Tips for Helping Your Child Learn Empathy & Compassion Through Books

Ask questions.

Reading with your child is important in helping them learn empathy and compassion through books. As you read with your child, take the time to stop and ask them questions about what they have read. For example, if a character was sad, you could ask them what they think made them sad or what you think they could do to make them happy again. It will help your child start to think about other people’s emotions and how they can impact them.

Busy Books give you the opportunity to pause and reflect on stories through activities. As you move through activities, you can have your child stop and add additional thoughts. For example, if they are matching an angry face to the word angry in the My Body Mindfulness Book, you might ask them what has made them angry before and what made them feel happy again. 
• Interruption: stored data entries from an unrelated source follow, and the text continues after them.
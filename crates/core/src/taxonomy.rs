//! The closed label set for cryptographic code and the alias rewrite applied
//! to every emitted label.

use serde::{Deserialize, Serialize};
use std::fmt;
use std::str::FromStr;

#[derive(Debug, Clone, Copy, PartialEq, Eq, Hash, PartialOrd, Ord, Serialize, Deserialize)]
pub enum Category {
    #[serde(rename = "hashing")]
    Hashing,
    #[serde(rename = "RSA")]
    Rsa,
    #[serde(rename = "DiffieHellman")]
    DiffieHellman,
    #[serde(rename = "DSA")]
    Dsa,
    #[serde(rename = "ElipticCurves")]
    EllipticCurves,
    #[serde(rename = "ED448")]
    Ed448,
    #[serde(rename = "ED25519")]
    Ed25519,
    #[serde(rename = "AES")]
    Aes,
    #[serde(rename = "Camellia")]
    Camellia,
    #[serde(rename = "ChaCha")]
    ChaCha,
    #[serde(rename = "DES")]
    Des,
    #[serde(rename = "HMAC")]
    Hmac,
    #[serde(rename = "MD5")]
    Md5,
    #[serde(rename = "SHA")]
    Sha,
    #[serde(rename = "NOCRYPTO")]
    NoCrypto,
    #[serde(rename = "USES_AES")]
    UsesAes,
    #[serde(rename = "PASSWORD_PBKDF2_SHA256")]
    PasswordPbkdf2Sha256,
    #[serde(rename = "PASSWORD_BCRYPT")]
    PasswordBcrypt,
}

impl Category {
    /// Declaration order; extraction patterns are built from it, so it matters.
    pub const ALL: [Category; 18] = [
        Category::Hashing,
        Category::Rsa,
        Category::DiffieHellman,
        Category::Dsa,
        Category::EllipticCurves,
        Category::Ed448,
        Category::Ed25519,
        Category::Aes,
        Category::Camellia,
        Category::ChaCha,
        Category::Des,
        Category::Hmac,
        Category::Md5,
        Category::Sha,
        Category::NoCrypto,
        Category::UsesAes,
        Category::PasswordPbkdf2Sha256,
        Category::PasswordBcrypt,
    ];

    /// Labels for code that calls into a primitive rather than implementing it.
    pub const USES: [Category; 3] = [
        Category::UsesAes,
        Category::PasswordPbkdf2Sha256,
        Category::PasswordBcrypt,
    ];

    pub const IMPLEMENTATIONS: [Category; 13] = [
        Category::Rsa,
        Category::DiffieHellman,
        Category::Dsa,
        Category::EllipticCurves,
        Category::Ed448,
        Category::Ed25519,
        Category::Aes,
        Category::Camellia,
        Category::ChaCha,
        Category::Des,
        Category::Hmac,
        Category::Md5,
        Category::Sha,
    ];

    pub fn as_str(&self) -> &'static str {
        match self {
            Category::Hashing => "hashing",
            Category::Rsa => "RSA",
            Category::DiffieHellman => "DiffieHellman",
            Category::Dsa => "DSA",
            Category::EllipticCurves => "ElipticCurves",
            Category::Ed448 => "ED448",
            Category::Ed25519 => "ED25519",
            Category::Aes => "AES",
            Category::Camellia => "Camellia",
            Category::ChaCha => "ChaCha",
            Category::Des => "DES",
            Category::Hmac => "HMAC",
            Category::Md5 => "MD5",
            Category::Sha => "SHA",
            Category::NoCrypto => "NOCRYPTO",
            Category::UsesAes => "USES_AES",
            Category::PasswordPbkdf2Sha256 => "PASSWORD_PBKDF2_SHA256",
            Category::PasswordBcrypt => "PASSWORD_BCRYPT",
        }
    }
}

impl fmt::Display for Category {
    fn fmt(&self, f: &mut fmt::Formatter<'_>) -> fmt::Result {
        f.write_str(self.as_str())
    }
}

impl FromStr for Category {
    type Err = String;

    fn from_str(s: &str) -> Result<Self, Self::Err> {
        Category::ALL
            .iter()
            .copied()
            .find(|c| c.as_str() == s)
            .ok_or_else(|| format!("unknown category {}", s))
    }
}

/// Upper-case alias some labelers use for the elliptic-curve family.
pub const ELLIPTIC_CURVES_ALIAS: &str = "ELLIPTIC_CURVES";

/// Rewrites known aliases to their canonical spelling. Anything else, including
/// labels outside the taxonomy, is returned unchanged.
pub fn normalize(label: &str) -> &str {
    if label == ELLIPTIC_CURVES_ALIAS {
        Category::EllipticCurves.as_str()
    } else {
        label
    }
}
Relate stories to real life.

As your child starts to learn about different emotions and shows compassion for characters in stories, you can also relate the events back to real life. For instance, if a character in a story was sad because of a particular event, you could relate it back to something similar in their life. This may be when a sibling made them upset or a friend took their toy and made them feel upset. Connecting stories to real life will help them make connections as they go about their day and think more about how people are feeling.

Be open to conversation.

Some books may touch on difficult or uncomfortable topics, especially as your child gets older. It’s important to create a safe space where your child feels comfortable talking to you about these topics, and sharing how it may make them feel. Encourage them to share their thoughts, emotions and questions. This helps them deepen their understanding and help them develop empathy and compassion towards others facing similar challenges.